28 marzo 2012

«Non mi interessa e basta»

Sono giovani. Hanno dai 18 ai 30 anni. Vestono rigorosamente all'ultima moda. Sfilano davanti al banchetto a passo svelto. Veloci. Vanno avanti spediti. Sguardo dritto. Mai un cenno, un prurito alla coda dell'occhio o un minimo di curiosità. Non ci vedono. E se li fermi la risposta è sempre la stessa: «Non mi interessa». Non ti interessa cosa? «Non mi interessa e basta».

Non sono quattro gatti, forse sono la maggioranza. Un mio amico gli ripete sempre che «chi non ha il coraggio di ribellarsi non ha il diritto di lamentarsi». Sì ma il problema è che questi non si lamentano neanche. «Che mi frega dello Stato se allo Stato non frega niente di me?» è il massimo che riesci a tirar fuori dopo innumerevoli tentativi di dialogo. Sono vittime? In parte. Sono stupidi? Non totalmente. E allora cosa sono? Chi sono?

Loro sono noi. Sono quella parte di noi che viene fuori quando il barbiere di fiducia non ci fa la ricevuta e non gliela chiediamo per paura di fare chissà quale figura. Sono le nostre facce quando entriamo nel supermercato facendo finta di ignorare i mendicanti all'ingresso. Ce li ritroviamo davanti allo specchio tutte le volte che a lavoro non denunciamo per paura di perdere il posto.
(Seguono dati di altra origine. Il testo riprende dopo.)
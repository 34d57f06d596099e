use crate::config::types::Config;
use crate::config::validation::validate;
use crate::ConfigError;
use sha2::{Digest, Sha256};
use std::path::Path;

/// Loads and parses a configuration file from the given path
///
/// # Arguments
///
/// * `path` - Path to the TOML configuration file
///
/// # Returns
///
/// * `Ok(Config)` - Successfully loaded and validated configuration
/// * `Err(ConfigError)` - Failed to load, parse, or validate the configuration
///
/// # Example
///
/// ```no_run
/// use std::path::Path;
/// use site_corpus::config::load_config;
///
/// let config = load_config(Path::new("crawl.toml")).unwrap();
/// println!("Max pages: {}", config.crawler.max_pages);
/// ```
pub fn load_config(path: &Path) -> Result<Config, ConfigError> {
    let content = std::fs::read_to_string(path)?;
    parse_config(&content)
}

/// Parses and validates configuration from TOML text
pub fn parse_config(content: &str) -> Result<Config, ConfigError> {
    let config: Config = toml::from_str(content)?;
    validate(&config)?;
    Ok(config)
}

/// Computes a SHA-256 hash of the configuration file content
///
/// Logged at startup so corpus runs can be traced back to the exact
/// configuration that produced them.
pub fn compute_config_hash(path: &Path) -> Result<String, ConfigError> {
    let content = std::fs::read_to_string(path)?;
    let mut hasher = Sha256::new();
    hasher.update(content.as_bytes());
    Ok(hex::encode(hasher.finalize()))
}

/// Loads a configuration and returns both the config and its hash
pub fn load_config_with_hash(path: &Path) -> Result<(Config, String), ConfigError> {
    let config = load_config(path)?;
    let hash = compute_config_hash(path)?;
    Ok((config, hash))
}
In giro si sente parlare di «scoraggiati» ma non è la stessa cosa. Lo «scoraggiato» è uno che il coraggio ce l'aveva e poi l'ha perso o qualcuno ha fatto in modo che lo perdesse. Questi invece sono a metà tra il disinteressamento e l'omertà. "Disinteromertosi", o roba del genere.

Sia chiaro, non sono tutti così. Ma allo stesso tempo è innegabile che esista una realtà così triste. Che poi, come dargli torto? Cosa offre lo Stato ai giovani? Li fa sentire utili? Perché dovrebbero sentirsi parte di una coscienza collettiva che non ha niente da offrigli? Lo so, l'argomento è complesso. Probabilmente sono il meno adatto per parlarne e sicuramente qualcun'altro ne sa più di me. Il problema però rimane. E allora, che fare?

«Chi è causa del suo male pianga se stesso» è una frase che non mi è mai piaciuta. Questa parte di giovani ha bisogno di modelli, non da seguire ma da capire. Di ispirazioni che sappiano dargli consapevolezza dell'importanza di essere cittadini attivi e non sudditi ignari. Perché ce lo insegna la storia: il popolino è molto più facile da governare rispetto ai forconi.

Commentate pure questa riflessione con tutto quello che volete. Ma se c'è una cosa che la nuova politica, soprattutto quella del Movimento 5 Stelle, deve imparare ad affrontare è la cittadinanza anomica di questo tipo di giovani la cui unica consolazione sta nel sentirsi dire «non vi preoccupate, tanto siete voi il futuro del Paese». Ecco, chiariamo bene questo concetto.

Dobbiamo smetterla di farci prendere per il culo. Non è vero che siamo «il futuro del Paese». Siamo il presente, l'oggi, l'adesso. Ogni volta che ci raccontano la favola del «futuro» ci distraggono dal nostro tempo. Ci impediscono di prendere in mano la realtà. Ci illudono che con la speranza si aprano tutte le porte della vita. Ma quando mai. Una volta il regista Mario Monicelli ha detto che «la speranza è una trappola». È la prova che anche un ateo può dire parole sante.

Svegliatevi, svegliamoci. Siamo giovani adesso, il futuro è dei vecchi e se non ci interessa, spiegatemi, a chi dovrebbe interessare?